═════ MATERIAL PROVIDED ═════
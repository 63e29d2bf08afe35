//! Subscription CRUD.

use chrono::{DateTime, Utc};
use sea_orm::{ActiveValue, QueryFilter, QueryOrder, prelude::*};

use crate::{
    BillingCycle, EngineError, ResultEngine, Subscription, SubscriptionStatus, subscriptions,
};

use super::Engine;

const DEFAULT_CURRENCY: &str = "JPY";

/// Full-field payload for subscription create/update.
#[derive(Clone, Debug)]
pub struct SubscriptionDraft {
    pub name: String,
    pub amount: i64,
    pub currency: Option<String>,
    pub billing_cycle: BillingCycle,
    pub next_payment_date: DateTime<Utc>,
    /// Category slug charged transactions are filed under.
    pub category: String,
    pub status: Option<SubscriptionStatus>,
}

impl Engine {
    /// Lists a user's subscriptions, next payment first.
    pub async fn list_subscriptions(&self, user_id: &str) -> ResultEngine<Vec<Subscription>> {
        let models = subscriptions::Entity::find()
            .filter(subscriptions::Column::UserId.eq(user_id))
            .order_by_asc(subscriptions::Column::NextPaymentDate)
            .all(&self.database)
            .await?;
        models.into_iter().map(Subscription::try_from).collect()
    }

    pub async fn create_subscription(
        &self,
        user_id: &str,
        draft: SubscriptionDraft,
    ) -> ResultEngine<Subscription> {
        let mut sub = Subscription::new(
            user_id.to_string(),
            draft.name,
            draft.amount,
            draft
                .currency
                .unwrap_or_else(|| DEFAULT_CURRENCY.to_string()),
            draft.billing_cycle,
            draft.next_payment_date,
            draft.category,
            Utc::now(),
        )?;
        if let Some(status) = draft.status {
            sub.status = status;
        }
        subscriptions::ActiveModel::from(&sub)
            .insert(&self.database)
            .await?;
        Ok(sub)
    }

    /// Full-field replace of an owned subscription.
    pub async fn update_subscription(
        &self,
        user_id: &str,
        id: &str,
        draft: SubscriptionDraft,
    ) -> ResultEngine<()> {
        let model = self.owned_subscription(id, user_id).await?;
        if draft.amount <= 0 {
            return Err(EngineError::InvalidInput("amount must be > 0".to_string()));
        }
        let status = match draft.status {
            Some(status) => status,
            None => SubscriptionStatus::try_from(model.status.as_str())?,
        };

        let active = subscriptions::ActiveModel {
            id: ActiveValue::Set(model.id),
            name: ActiveValue::Set(draft.name),
            amount: ActiveValue::Set(draft.amount),
            currency: ActiveValue::Set(draft.currency.unwrap_or(model.currency)),
            billing_cycle: ActiveValue::Set(draft.billing_cycle.as_str().to_string()),
            next_payment_date: ActiveValue::Set(draft.next_payment_date),
            category: ActiveValue::Set(draft.category),
            status: ActiveValue::Set(status.as_str().to_string()),
            updated_at: ActiveValue::Set(Utc::now()),
            ..Default::default()
        };
        active.update(&self.database).await?;
        Ok(())
    }

    pub async fn delete_subscription(&self, user_id: &str, id: &str) -> ResultEngine<()> {
        let model = self.owned_subscription(id, user_id).await?;
        subscriptions::Entity::delete_by_id(model.id)
            .exec(&self.database)
            .await?;
        Ok(())
    }

    async fn owned_subscription(
        &self,
        id: &str,
        user_id: &str,
    ) -> ResultEngine<subscriptions::Model> {
        let model = subscriptions::Entity::find_by_id(id.to_string())
            .one(&self.database)
            .await?
            .ok_or_else(|| EngineError::KeyNotFound("subscription not exists".to_string()))?;
        if model.user_id != user_id {
            return Err(EngineError::KeyNotFound(
                "subscription not exists".to_string(),
            ));
        }
        Ok(model)
    }
}
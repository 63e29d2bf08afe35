//! Transaction CRUD and paginated listing.

use chrono::{DateTime, Months, NaiveDate, Utc};
use sea_orm::{
    ActiveValue, PaginatorTrait, QueryFilter, QueryOrder, QuerySelect, prelude::*,
};

use crate::{Category, EngineError, ResultEngine, Transaction, categories, transactions};

use super::Engine;

/// Rows per page in transaction listings.
pub const PAGE_SIZE: u64 = 10;

/// Full-field replacement payload for create/update.
#[derive(Clone, Debug)]
pub struct TransactionDraft {
    pub amount: i64,
    pub description: String,
    pub category_id: String,
    pub date: DateTime<Utc>,
    pub is_expense: bool,
}

#[derive(Clone, Copy, Debug, PartialEq, Eq)]
pub struct PageMetadata {
    pub total_count: u64,
    pub total_pages: u64,
    pub current_page: u64,
    pub has_next_page: bool,
    pub has_prev_page: bool,
}

#[derive(Debug)]
pub struct TransactionPage {
    pub transactions: Vec<(Transaction, Option<Category>)>,
    pub metadata: PageMetadata,
}

/// Half-open `[start of month, start of next month)` range for a `YYYY-MM`
/// key.
pub(super) fn month_range(month: &str) -> Option<(DateTime<Utc>, DateTime<Utc>)> {
    let start = NaiveDate::parse_from_str(&format!("{month}-01"), "%Y-%m-%d").ok()?;
    let start = start.and_hms_opt(0, 0, 0)?.and_utc();
    let end = start.checked_add_months(Months::new(1))?;
    Some((start, end))
}

impl Engine {
    /// Lists a user's transactions newest first, optionally restricted to one
    /// calendar month, with offset pagination.
    pub async fn list_transactions(
        &self,
        user_id: &str,
        page: u64,
        month: Option<&str>,
    ) -> ResultEngine<TransactionPage> {
        let current_page = page.max(1);

        let mut query =
            transactions::Entity::find().filter(transactions::Column::UserId.eq(user_id));
        if let Some(month) = month {
            let (start, end) = month_range(month)
                .ok_or_else(|| EngineError::InvalidInput(format!("invalid month: {month}")))?;
            query = query
                .filter(transactions::Column::Date.gte(start))
                .filter(transactions::Column::Date.lt(end));
        }

        let total_count = query.clone().count(&self.database).await?;

        let rows = query
            .order_by_desc(transactions::Column::Date)
            .find_also_related(categories::Entity)
            .offset((current_page - 1) * PAGE_SIZE)
            .limit(PAGE_SIZE)
            .all(&self.database)
            .await?;

        let mut out = Vec::with_capacity(rows.len());
        for (tx_model, category_model) in rows {
            let tx = Transaction::try_from(tx_model)?;
            let category = category_model.map(Category::try_from).transpose()?;
            out.push((tx, category));
        }

        let total_pages = total_count.div_ceil(PAGE_SIZE);
        Ok(TransactionPage {
            transactions: out,
            metadata: PageMetadata {
                total_count,
                total_pages,
                current_page,
                has_next_page: current_page < total_pages,
                has_prev_page: current_page > 1,
            },
        })
    }

    /// Creates a transaction; the referenced category must exist and be
    /// visible to the user. The legacy slug column is written from the
    /// resolved category.
    pub async fn create_transaction(
        &self,
        user_id: &str,
        draft: TransactionDraft,
    ) -> ResultEngine<Transaction> {
        let category = self.visible_category(&draft.category_id, user_id).await?;
        let tx = Transaction::new(
            user_id.to_string(),
            draft.amount,
            draft.description,
            category.slug,
            Some(category.id),
            draft.date,
            draft.is_expense,
            Utc::now(),
        )?;
        transactions::ActiveModel::from(&tx)
            .insert(&self.database)
            .await?;
        Ok(tx)
    }

    /// Full-field replace of an owned transaction (no partial patches).
    pub async fn update_transaction(
        &self,
        user_id: &str,
        id: &str,
        draft: TransactionDraft,
    ) -> ResultEngine<()> {
        let model = self.owned_transaction(id, user_id).await?;
        if draft.amount <= 0 {
            return Err(EngineError::InvalidInput("amount must be > 0".to_string()));
        }
        let category = self.visible_category(&draft.category_id, user_id).await?;

        let active = transactions::ActiveModel {
            id: ActiveValue::Set(model.id),
            amount: ActiveValue::Set(draft.amount),
            description: ActiveValue::Set(draft.description),
            is_expense: ActiveValue::Set(draft.is_expense),
            category: ActiveValue::Set(category.slug),
            category_id: ActiveValue::Set(Some(category.id.to_string())),
            date: ActiveValue::Set(draft.date),
            updated_at: ActiveValue::Set(Utc::now()),
            ..Default::default()
        };
        active.update(&self.database).await?;
        Ok(())
    }

    /// Deletes an owned transaction.
    pub async fn delete_transaction(&self, user_id: &str, id: &str) -> ResultEngine<()> {
        let model = self.owned_transaction(id, user_id).await?;
        transactions::Entity::delete_by_id(model.id)
            .exec(&self.database)
            .await?;
        Ok(())
    }

    async fn owned_transaction(&self, id: &str, user_id: &str) -> ResultEngine<transactions::Model> {
        let model = transactions::Entity::find_by_id(id.to_string())
            .one(&self.database)
            .await?
            .ok_or_else(|| EngineError::KeyNotFound("transaction not exists".to_string()))?;
        if model.user_id != user_id {
            return Err(EngineError::KeyNotFound("transaction not exists".to_string()));
        }
        Ok(model)
    }
}
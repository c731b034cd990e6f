//! jmut-host: everything around the mutation engine.
//!
//! The core crate only knows how to validate options and mutate a record.
//! This crate supplies what a host needs to put it to work: loading the
//! `[entry]` options from configuration, building a mutator with host-level
//! errors and warnings, embedding it as an optional [`EntryFilter`], and
//! adapting `journalctl -o json` output into records.

pub mod builder;
pub mod config;
pub mod error;
pub mod filter;
pub mod journal;

pub use builder::MutatorBuilder;
pub use config::{Config, EntrySection};
pub use error::ConfigError;
pub use filter::EntryFilter;
pub use journal::{JournalEntry, JournalError};
//! Test builders: ergonomic constructors for records and option sets.
//!
//! These builders are designed for readability in test assertions, not for
//! production use. They panic on invalid input rather than returning `Result`.

use jmut_core::{Mutator, Record};
use jmut_host::JournalEntry;

/// Fluent builder for [`Record`] fixtures.
///
/// ```rust
/// let record = RecordBuilder::new()
///     .field("_PID", "141")
///     .field("MESSAGE", "m")
///     .build();
/// ```
#[derive(Default)]
pub struct RecordBuilder {
    fields: Record,
}

impl RecordBuilder {
    pub fn new() -> Self {
        Self::default()
    }

    pub fn field(mut self, name: impl Into<String>, value: impl Into<String>) -> Self {
        self.fields.insert(name.into(), value.into());
        self
    }

    pub fn build(self) -> Record {
        self.fields
    }
}

/// Build a record from literal pairs.
pub fn record(pairs: &[(&str, &str)]) -> Record {
    pairs
        .iter()
        .fold(RecordBuilder::new(), |b, (k, v)| b.field(*k, *v))
        .build()
}

/// Build a mutator from a JSON options literal, panicking if it is invalid.
pub fn mutator(options: serde_json::Value) -> Mutator {
    jmut_core::build(&options).unwrap_or_else(|e| panic!("invalid test options {options}: {e}"))
}

/// The shared journal fixture, parsed.
pub fn journal_entry() -> JournalEntry {
    JournalEntry::from_json(crate::common::JOURNAL_ENTRY_JSON).expect("fixture entry parses")
}

/// Scenario input used by the rename/merge scenarios.
pub fn scenario_record() -> Record {
    record(&[
        ("_PID", "141"),
        ("MESSAGE", "m"),
        ("_COMM", "c"),
        ("_EXE", "e"),
        ("_CMDLINE", "x"),
    ])
}
//! Shared test utilities for jmut integration harnesses.
//!
//! Import everything you need via `mod common; use common::*;` at the top of
//! each harness file.

pub mod builders;
pub mod fixtures;

pub use builders::*;
pub use fixtures::*;
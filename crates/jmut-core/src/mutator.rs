//! Mutator: the per-record entry point.
//!
//! A [`Mutator`] owns an immutable [`MutatorOptions`] and applies it to one
//! record at a time: coerce to [`Record`], remap, then normalize names. It
//! holds no mutable state, so a single instance can be shared across threads
//! and called concurrently.

use serde_json::Value;

use crate::names;
use crate::options::{MutatorOptions, OptionError};
use crate::remap;
use crate::types::{Record, ToRecord};

/// Configured record mutator.
#[derive(Debug, Clone, Default)]
pub struct Mutator {
    options: MutatorOptions,
}

/// Validate `raw` options and build a [`Mutator`] from them.
pub fn build(raw: &Value) -> Result<Mutator, OptionError> {
    MutatorOptions::validate(raw).map(Mutator::new)
}

impl Mutator {
    pub fn new(options: MutatorOptions) -> Self {
        Self { options }
    }

    pub fn options(&self) -> &MutatorOptions {
        &self.options
    }

    /// True when no configured step can change a record.
    pub fn is_identity(&self) -> bool {
        self.options.field_map().is_empty()
            && !self.options.field_map_strict()
            && !self.options.fields_strip_underscores()
            && !self.options.fields_lowercase()
    }

    /// Mutate one record. The input is never modified.
    pub fn run<R: ToRecord + ?Sized>(&self, record: &R) -> Record {
        let record = record.to_record();
        let remapped = remap::apply(
            &record,
            self.options.field_map(),
            self.options.field_map_strict(),
        );
        names::apply(
            remapped,
            self.options.fields_strip_underscores(),
            self.options.fields_lowercase(),
        )
    }
}
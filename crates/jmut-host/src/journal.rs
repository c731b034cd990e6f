//! Journal export adapter.
//!
//! Parses one line of `journalctl -o json` output into a [`JournalEntry`].
//! Journal address fields (`__CURSOR`, `__REALTIME_TIMESTAMP`, …) describe
//! where the entry sits in the journal rather than what it says, so they are
//! kept apart and left out of [`ToRecord::to_record`].

use chrono::{DateTime, Utc};
use jmut_core::{Record, ToRecord};
use serde_json::Value;

pub const CURSOR: &str = "__CURSOR";
pub const REALTIME_TIMESTAMP: &str = "__REALTIME_TIMESTAMP";

#[derive(Debug, thiserror::Error)]
pub enum JournalError {
    #[error("invalid journal JSON: {0}")]
    Json(#[from] serde_json::Error),

    #[error("journal entry must be a JSON object, got {0}")]
    NotAnObject(&'static str),
}

/// A single journal entry: data fields plus journal address fields.
#[derive(Debug, Clone, Default, PartialEq)]
pub struct JournalEntry {
    fields: Record,
    address: Record,
}

impl JournalEntry {
    pub fn from_json(line: &str) -> Result<Self, JournalError> {
        Self::from_value(serde_json::from_str(line)?)
    }

    pub fn from_value(value: Value) -> Result<Self, JournalError> {
        let map = match value {
            Value::Object(map) => map,
            Value::Null => return Err(JournalError::NotAnObject("null")),
            Value::Bool(_) => return Err(JournalError::NotAnObject("boolean")),
            Value::Number(_) => return Err(JournalError::NotAnObject("number")),
            Value::String(_) => return Err(JournalError::NotAnObject("string")),
            Value::Array(_) => return Err(JournalError::NotAnObject("list")),
        };

        let mut entry = Self::default();
        for (name, raw) in map {
            let Some(text) = field_text(&raw) else {
                continue;
            };
            if name.starts_with("__") {
                entry.address.insert(name, text);
            } else {
                entry.fields.insert(name, text);
            }
        }
        Ok(entry)
    }

    /// Data field by name.
    pub fn get(&self, field: &str) -> Option<&str> {
        self.fields.get(field).map(String::as_str)
    }

    pub fn cursor(&self) -> Option<&str> {
        self.address.get(CURSOR).map(String::as_str)
    }

    /// Wall-clock time the entry was received by the journal.
    pub fn realtime(&self) -> Option<DateTime<Utc>> {
        self.address
            .get(REALTIME_TIMESTAMP)?
            .parse::<i64>()
            .ok()
            .and_then(DateTime::from_timestamp_micros)
    }
}

impl ToRecord for JournalEntry {
    fn to_record(&self) -> Record {
        self.fields.clone()
    }
}

/// Text form of one exported field value.
///
/// Strings pass through; binary fields arrive as byte arrays and are decoded
/// lossily; a field repeated within one entry arrives as an array of values,
/// of which the last is kept.
fn field_text(value: &Value) -> Option<String> {
    match value {
        Value::Null => None,
        Value::String(s) => Some(s.clone()),
        Value::Array(items) => match bytes(items) {
            Some(buf) => Some(String::from_utf8_lossy(&buf).into_owned()),
            None => items.iter().rev().find_map(field_text),
        },
        other => Some(other.to_string()),
    }
}

fn bytes(items: &[Value]) -> Option<Vec<u8>> {
    if items.is_empty() {
        return None;
    }
    items
        .iter()
        .map(|v| v.as_u64().and_then(|n| u8::try_from(n).ok()))
        .collect()
}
═════
■ YOUR OBJECTIVE:
Once the line containing "pub struct SubscriptionDraft" has been set down, nothing more is wanted; set down each line of the listing above up to it exactly, starting with the first.

■ RESPONSE TO THIS EXERCISE:
repository 63e29d2bf08afe35
//! Subscription CRUD.

use chrono::{DateTime, Utc};
use sea_orm::{ActiveValue, QueryFilter, QueryOrder, prelude::*};

use crate::{
    BillingCycle, EngineError, ResultEngine, Subscription, SubscriptionStatus, subscriptions,
};

use super::Engine;

const DEFAULT_CURRENCY: &str = "JPY";

/// Full-field payload for subscription create/update.
#[derive(Clone, Debug)]
pub struct SubscriptionDraft {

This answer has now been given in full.